Вернувшись в посольство, Бромхед бросился передавать телеграмму в штаб МИ-6: «Господи, мне кажется, это он пытается завербовать меня!»
Но Гордиевский просто-напросто обеспечивал себе надежное прикрытие. Он тоже вернулся в посольство и сообщил главе резидентуры Могилевчику: «Один парень из английского посольства пригласил меня на обед. Как мне поступить? Должен ли я принимать приглашение?» Вопрос был передан в Москву, и оттуда незамедлительно последовал громогласный ответ серого кардинала Дмитрия Якушкина: «КОНЕЧНО! Ваша прямая обязанность – занимать активную, наступательную позицию, а не сторониться сотрудника иностранной разведслужбы. Почему бы вам и не встретиться с ним? Но при этом ПРОЯВИТЕ НАПОРИСТОСТЬ! Англия – одна из тех стран, которые представляют для нас особый интерес». Таким образом, Гордиевский хорошо подстраховался. Имея официальное разрешение начальства на дальнейшие шаги, он мог с чистой совестью идти на контакт с МИ-6: у КГБ не имелось ни малейших оснований подозревать его в неверности.
Одна из старейших уловок, к каким прибегает разведка, – так называемая подстава, когда одна сторона для виду заигрывает с кем-то из противоположного лагеря, обольщает его, делает соучастником своих игр и завладевает его доверием, а затем разоблачает его.
Бромхед раздумывал: а не сделался ли он мишенью такой кагэбэшной подставы? Если же нет, то неужели Гордиевский действительно пытается завербовать его? И как ему быть: проявить для вида интерес и посмотреть потом, как далеко готовы зайти Советы? Для Гордиевского же ставки были еще выше. Визит Каплана и последовавший за ним «подкат» Бромхеда могли быть частью одного хитроумного и коварного замысла, и – как знать – если он раскроет карты, то не схватят ли его с поличным? Конечно, Якушкин дал ему добро, но это не было слишком уж надежной индульгенцией. Если Гордиевский станет жертвой подставы со стороны МИ-6, на его карьере в КГБ можно ставить крест. Его отзовут в Москву. Потому что, следуя логике КГБ, всякий, кого пытался завербовать противник, автоматически становился – задним числом – подозрительной личностью.
Джеймс Джизус Энглтон, руководитель контрразведки ЦРУ в послевоенные годы, знаменитый своей крайней подозрительностью, называл шпионские игры «пустыней зеркал». В деле Гордиевского и впрямь уже появлялись причудливые отражения и преломления. Бромхед все еще делал вид, что устраивает случайную встречу между коллегами-разведчиками, пускай и находящимися по разные стороны линии фронта в холодной войне, – и одновременно гадал, не пытаются ли завербовать его самого. А Гордиевский притворялся перед кагэбэшным начальством, что это просто «выстрел наугад» со стороны британской разведки, приглашение на обед от случайного знакомого, – а про себя гадал, уж не готовит ли ему ловушку МИ-6.

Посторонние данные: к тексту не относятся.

//! Binary media crossing the system boundary.
//!
//! [`SourceMedia`] is an uploaded input (audio/video to dub, reference image
//! for a video prompt). [`MediaArtifact`] is a produced resource handed back to
//! the caller for playback or download. Both own their bytes; dropping them
//! releases the buffer.

use std::path::Path;

use base64::Engine;
use base64::engine::general_purpose::STANDARD;
use bytes::Bytes;

/// MIME type assumed for uploaded audio/video when none can be inferred.
pub const FALLBACK_AUDIO_MIME: &str = "audio/mp3";
/// MIME type assumed for reference images when none can be inferred.
pub const FALLBACK_IMAGE_MIME: &str = "image/png";
/// MIME type of encoded WAV artifacts.
pub const WAV_MIME: &str = "audio/wav";
/// MIME type of generated videos.
pub const MP4_MIME: &str = "video/mp4";

/// Encode bytes as standard (padded) base64.
pub fn encode_base64(data: &[u8]) -> String {
    STANDARD.encode(data)
}

/// Decode standard base64, tolerating surrounding whitespace.
pub fn decode_base64(data: &str) -> Result<Vec<u8>, base64::DecodeError> {
    STANDARD.decode(data.trim())
}

/// Guess a MIME type from a file extension.
pub fn mime_from_extension(path: &Path) -> Option<&'static str> {
    let ext = path.extension()?.to_str()?.to_ascii_lowercase();
    let mime = match ext.as_str() {
        "mp3" => "audio/mp3",
        "wav" | "wave" => "audio/wav",
        "m4a" => "audio/mp4",
        "aac" => "audio/aac",
        "ogg" | "oga" => "audio/ogg",
        "flac" => "audio/flac",
        "mp4" | "m4v" => "video/mp4",
        "mov" => "video/quicktime",
        "webm" => "video/webm",
        "mpeg" | "mpg" => "video/mpeg",
        "png" => "image/png",
        "jpg" | "jpeg" => "image/jpeg",
        "webp" => "image/webp",
        "gif" => "image/gif",
        _ => return None,
    };
    Some(mime)
}

/// An input file supplied by the user.
#[derive(Clone, Debug)]
pub struct SourceMedia {
    /// Raw file contents.
    pub bytes: Bytes,
    /// MIME type sent to the remote service.
    pub mime_type: String,
    /// Original file name, for display.
    pub file_name: String,
}

impl SourceMedia {
    /// Wrap in-memory bytes.
    pub fn new(
        bytes: impl Into<Bytes>,
        mime_type: impl Into<String>,
        file_name: impl Into<String>,
    ) -> Self {
        Self {
            bytes: bytes.into(),
            mime_type: mime_type.into(),
            file_name: file_name.into(),
        }
    }

    /// Read a file from disk, inferring its MIME type from the extension.
    pub fn read(path: &Path, fallback_mime: &str) -> std::io::Result<Self> {
        let bytes = std::fs::read(path)?;
        let mime_type = mime_from_extension(path).unwrap_or(fallback_mime);
        let file_name = path
            .file_name()
            .map(|n| n.to_string_lossy().into_owned())
            .unwrap_or_default();
        tracing::debug!(
            path = %path.display(),
            mime_type,
            len = bytes.len(),
            "read source media"
        );
        Ok(Self::new(bytes, mime_type, file_name))
    }

    /// Size in bytes.
    pub fn len(&self) -> usize {
        self.bytes.len()
    }

    /// Whether the file is empty.
    pub fn is_empty(&self) -> bool {
        self.bytes.is_empty()
    }

    /// Contents as base64, the form the remote API expects for inline data.
    pub fn to_base64(&self) -> String {
        encode_base64(&self.bytes)
    }

    /// Whether the file is a video (as opposed to audio or image).
    pub fn is_video(&self) -> bool {
        self.mime_type.starts_with("video/")
    }
}

/// A produced resource: generated video or dubbed audio.
#[derive(Clone, Debug, PartialEq, Eq)]
pub struct MediaArtifact {
    bytes: Bytes,
    mime_type: String,
    file_name: String,
}

impl MediaArtifact {
    /// Wrap produced bytes.
    pub fn new(
        bytes: impl Into<Bytes>,
        mime_type: impl Into<String>,
        file_name: impl Into<String>,
    ) -> Self {
        Self {
            bytes: bytes.into(),
            mime_type: mime_type.into(),
            file_name: file_name.into(),
        }
    }

    /// Contents.
    pub fn bytes(&self) -> &[u8] {
        &self.bytes
    }

    /// MIME type.
    pub fn mime_type(&self) -> &str {
        &self.mime_type
    }

    /// Suggested download file name.
    pub fn file_name(&self) -> &str {
        &self.file_name
    }

    /// Size in bytes.
    pub fn len(&self) -> usize {
        self.bytes.len()
    }

    /// Whether the artifact is empty.
    pub fn is_empty(&self) -> bool {
        self.bytes.is_empty()
    }

    /// Consume the artifact, returning its bytes.
    pub fn into_bytes(self) -> Bytes {
        self.bytes
    }

    /// `data:` URL suitable for embedding in HTML.
    pub fn to_data_url(&self) -> String {
        format!("data:{};base64,{}", self.mime_type, encode_base64(&self.bytes))
    }

    /// Write the artifact to `path`, creating parent directories.
    pub fn write_to(&self, path: &Path) -> std::io::Result<()> {
        if let Some(parent) = path.parent().filter(|p| !p.as_os_str().is_empty()) {
            std::fs::create_dir_all(parent)?;
        }
        std::fs::write(path, &self.bytes)?;
        tracing::info!(path = %path.display(), len = self.bytes.len(), mime_type = %self.mime_type, "artifact written");
        Ok(())
    }
}

// ─────────────────────────────────────────────────────────────────────────────
// Tests
// ─────────────────────────────────────────────────────────────────────────────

Прошло три дня. Бромхед прошел по территории кладбища, находившегося за посольскими зданиями, пересек оживленную улицу Дага Хаммаршельда, вошел в отель «Остерпорт» и уселся в ресторане спиной к окну – так, чтобы «внимательно наблюдать за главным входом в обеденный зал». ПЕТ уже была извещена о том, где именно будет проходить встреча, но Бромхед настоял на том, чтобы никакой наружки рядом не было, – иначе Гордиевский, заметив ее, просто ретировался бы.
«Я внимательно присмотрелся ко всем сидевшим в ресторане. Мне важно было убедиться в том, что там нет больше никого из советского посольства. Всех сотрудников я знал в лицо по фотографиям, они были у нас в конторе. Похоже, вокруг расположились сплошь безобидные датчане или столь же безобидные туристы. Я сидел и гадал – придет ли Олег?»
Гордиевский вошел в ресторанный зал точно в назначенное время.
Бромхед не уловил в его лице ни намека на волнение, хотя Гордиевский «был внутренне напряжен, как будто готов к действиям». Потом Бромхед так описывал этот момент: «Он сразу же меня увидел. „Может быть, ему заранее сообщили, какой столик я зарезервировал?“ – подумал я, и меня охватила обычная шпионская горячка. Олег улыбнулся своей всегдашней дружеской улыбкой и зашагал ко мне».
Как только они принялись уплетать превосходные скандинавские закуски, которыми славился «Остерпорт», Бромхед «сразу же ощутил дружескую атмосферу». Разговор вращался вокруг религии, философии и музыки. Олег мысленно отметил, что его собеседник хорошо подготовился к встрече, раз заговорил на интересные для него темы. Когда Бромхед «неожиданно упомянул об огромной численности сотрудников КГБ, работающих под крышей советских посольств», Гордиевский ответил уклончиво. Русский говорил в основном по-датски, а англичанин отвечал ему на беспорядочной смеси датского, немецкого и русского. Эта языковая мешанина, напоминавшая шведский стол, порой вызывала у Гордиевского смех, хотя в его веселье и «не чувствовалось никакой издевки». Бромхед вспоминал потом: «Он вел себя совершенно непринужденно и явно понимал, что мы с ним оба – сотрудники разведки».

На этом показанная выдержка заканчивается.